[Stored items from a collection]
__________

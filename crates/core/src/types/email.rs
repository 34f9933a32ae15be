//! Email address type.
//!
//! Mock authentication fabricates users from whatever address the client
//! submits, so validation here is structural only: the address must look
//! like `local@domain`. No MX lookups, no RFC 5322 grammar.

use core::fmt;

use serde::{Deserialize, Serialize};

/// Errors that can occur when parsing an [`Email`].
#[derive(thiserror::Error, Debug, Clone, PartialEq, Eq)]
pub enum EmailError {
    /// The input string is empty.
    #[error("email cannot be empty")]
    Empty,
    /// The input string exceeds the RFC 5321 length limit.
    #[error("email must be at most {} characters", Email::MAX_LENGTH)]
    TooLong,
    /// The input is not of the form `local@domain`.
    #[error("email must be of the form local@domain")]
    Malformed,
}

/// A structurally valid email address.
#[derive(Debug, Clone, Serialize, Deserialize, PartialEq, Eq, Hash)]
#[serde(transparent)]
pub struct Email(String);

impl Email {
    /// Maximum length of an email address (RFC 5321).
    pub const MAX_LENGTH: usize = 254;

    /// Parse an `Email` from a string.
    ///
    /// # Errors
    ///
    /// Returns an error if the input is empty, longer than
    /// [`Email::MAX_LENGTH`], or not of the form `local@domain` with a
    /// non-empty local part and domain.
    pub fn parse(s: &str) -> Result<Self, EmailError> {
        if s.is_empty() {
            return Err(EmailError::Empty);
        }
        if s.len() > Self::MAX_LENGTH {
            return Err(EmailError::TooLong);
        }
        match s.split_once('@') {
            Some((local, domain)) if !local.is_empty() && !domain.is_empty() => {
                Ok(Self(s.to_owned()))
            }
            _ => Err(EmailError::Malformed),
        }
    }

    /// Returns the email address as a string slice.
    #[must_use]
    pub fn as_str(&self) -> &str {
        &self.0
    }

    /// Returns the local part of the email (before the @).
    ///
    /// Mock login uses this as the fabricated user's display name.
    #[must_use]
    pub fn local_part(&self) -> &str {
        self.0.split('@').next().unwrap_or("")
    }

    /// Consumes the `Email` and returns its inner string.
    #[must_use]
    pub fn into_inner(self) -> String {
        self.0
    }
}

impl fmt::Display for Email {
    fn fmt(&self, f: &mut fmt::Formatter<'_>) -> fmt::Result {
        write!(f, "{}", self.0)
    }
}

impl std::str::FromStr for Email {
    type Err = EmailError;

    fn from_str(s: &str) -> Result<Self, Self::Err> {
        Self::parse(s)
    }
}

impl AsRef<str> for Email {
    fn as_ref(&self) -> &str {
        &self.0
    }
}

#[cfg(test)]
#[allow(clippy::unwrap_used)]
mod tests {
    use super::*;

    #[test]
    fn test_parse_valid() {
        assert!(Email::parse("rider@example.com").is_ok());
        assert!(Email::parse("first.last+tag@shop.com.br").is_ok());
        assert!(Email::parse("a@b").is_ok());
    }

    #[test]
    fn test_parse_empty() {
        assert_eq!(Email::parse(""), Err(EmailError::Empty));
    }

    #[test]
    fn test_parse_too_long() {
        let long = format!("{}@example.com", "a".repeat(250));
        assert_eq!(Email::parse(&long), Err(EmailError::TooLong));
    }

    #[test]
    fn test_parse_malformed() {
        assert_eq!(Email::parse("no-at-sign"), Err(EmailError::Malformed));
        assert_eq!(Email::parse("@domain.com"), Err(EmailError::Malformed));
        assert_eq!(Email::parse("user@"), Err(EmailError::Malformed));
    }

    #[test]
    fn test_local_part() {
        let email = Email::parse("rider@example.com").unwrap();
        assert_eq!(email.local_part(), "rider");
    }

    #[test]
    fn test_serde_transparent() {
        let email = Email::parse("rider@example.com").unwrap();
        let json = serde_json::to_string(&email).unwrap();
        assert_eq!(json, "\"rider@example.com\"");
        let parsed: Email = serde_json::from_str(&json).unwrap();
        assert_eq!(parsed, email);
    }
}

__________

- Your goal:
An exact copy of all the entries is the required answer.

- Answer section:
filename crates/core/src/types/email.rs
repository 34f9933a32ae15be
//! Email address type.
//!
//! Mock authentication fabricates users from whatever address the client
//! submits, so validation here is structural only: the address must look
//! like `local@domain`. No MX lookups, no RFC 5322 grammar.

use core::fmt;

use serde::{Deserialize, Serialize};

/// Errors that can occur when parsing an [`Email`].
#[derive(thiserror::Error, Debug, Clone, PartialEq, Eq)]
pub enum EmailError {
    /// The input string is empty.
    #[error("email cannot be empty")]
    Empty,
    /// The input string exceeds the RFC 5321 length limit.
    #[error("email must be at most {} characters", Email::MAX_LENGTH)]
    TooLong,
    /// The input is not of the form `local@domain`.
    #[error("email must be of the form local@domain")]
    Malformed,
}

/// A structurally valid email address.
#[derive(Debug, Clone, Serialize, Deserialize, PartialEq, Eq, Hash)]
#[serde(transparent)]
pub struct Email(String);

impl Email {
    /// Maximum length of an email address (RFC 5321).
    pub const MAX_LENGTH: usize = 254;

    /// Parse an `Email` from a string.
    ///
    /// # Errors
    ///
    /// Returns an error if the input is empty, longer than
    /// [`Email::MAX_LENGTH`], or not of the form `local@domain` with a
    /// non-empty local part and domain.
    pub fn parse(s: &str) -> Result<Self, EmailError> {
        if s.is_empty() {
            return Err(EmailError::Empty);
        }
        if s.len() > Self::MAX_LENGTH {
            return Err(EmailError::TooLong);
        }
        match s.split_once('@') {
            Some((local, domain)) if !local.is_empty() && !domain.is_empty() => {
                Ok(Self(s.to_owned()))
            }
            _ => Err(EmailError::Malformed),
        }
    }

    /// Returns the email address as a string slice.
    #[must_use]
    pub fn as_str(&self) -> &str {
        &self.0
    }

    /// Returns the local part of the email (before the @).
    ///
    /// Mock login uses this as the fabricated user's display name.
    #[must_use]
    pub fn local_part(&self) -> &str {
        self.0.split('@').next().unwrap_or("")
    }

    /// Consumes the `Email` and returns its inner string.
    #[must_use]
    pub fn into_inner(self) -> String {
        self.0
    }
}

impl fmt::Display for Email {
    fn fmt(&self, f: &mut fmt::Formatter<'_>) -> fmt::Result {
        write!(f, "{}", self.0)
    }
}

impl std::str::FromStr for Email {
    type Err = EmailError;

    fn from_str(s: &str) -> Result<Self, Self::Err> {
        Self::parse(s)
    }
}

impl AsRef<str> for Email {
    fn as_ref(&self) -> &str {
        &self.0
    }
}

#[cfg(test)]
#[allow(clippy::unwrap_used)]
mod tests {
    use super::*;

    #[test]
    fn test_parse_valid() {
        assert!(Email::parse("rider@example.com").is_ok());
        assert!(Email::parse("first.last+tag@shop.com.br").is_ok());
        assert!(Email::parse("a@b").is_ok());
    }

    #[test]
    fn test_parse_empty() {
        assert_eq!(Email::parse(""), Err(EmailError::Empty));
    }

    #[test]
    fn test_parse_too_long() {
        let long = format!("{}@example.com", "a".repeat(250));
        assert_eq!(Email::parse(&long), Err(EmailError::TooLong));
    }

    #[test]
    fn test_parse_malformed() {
        assert_eq!(Email::parse("no-at-sign"), Err(EmailError::Malformed));
        assert_eq!(Email::parse("@domain.com"), Err(EmailError::Malformed));
        assert_eq!(Email::parse("user@"), Err(EmailError::Malformed));
    }

    #[test]
    fn test_local_part() {
        let email = Email::parse("rider@example.com").unwrap();
        assert_eq!(email.local_part(), "rider");
    }

    #[test]
    fn test_serde_transparent() {
        let email = Email::parse("rider@example.com").unwrap();
        let json = serde_json::to_string(&email).unwrap();
        assert_eq!(json, "\"rider@example.com\"");
        let parsed: Email = serde_json::from_str(&json).unwrap();
        assert_eq!(parsed, email);
    }
}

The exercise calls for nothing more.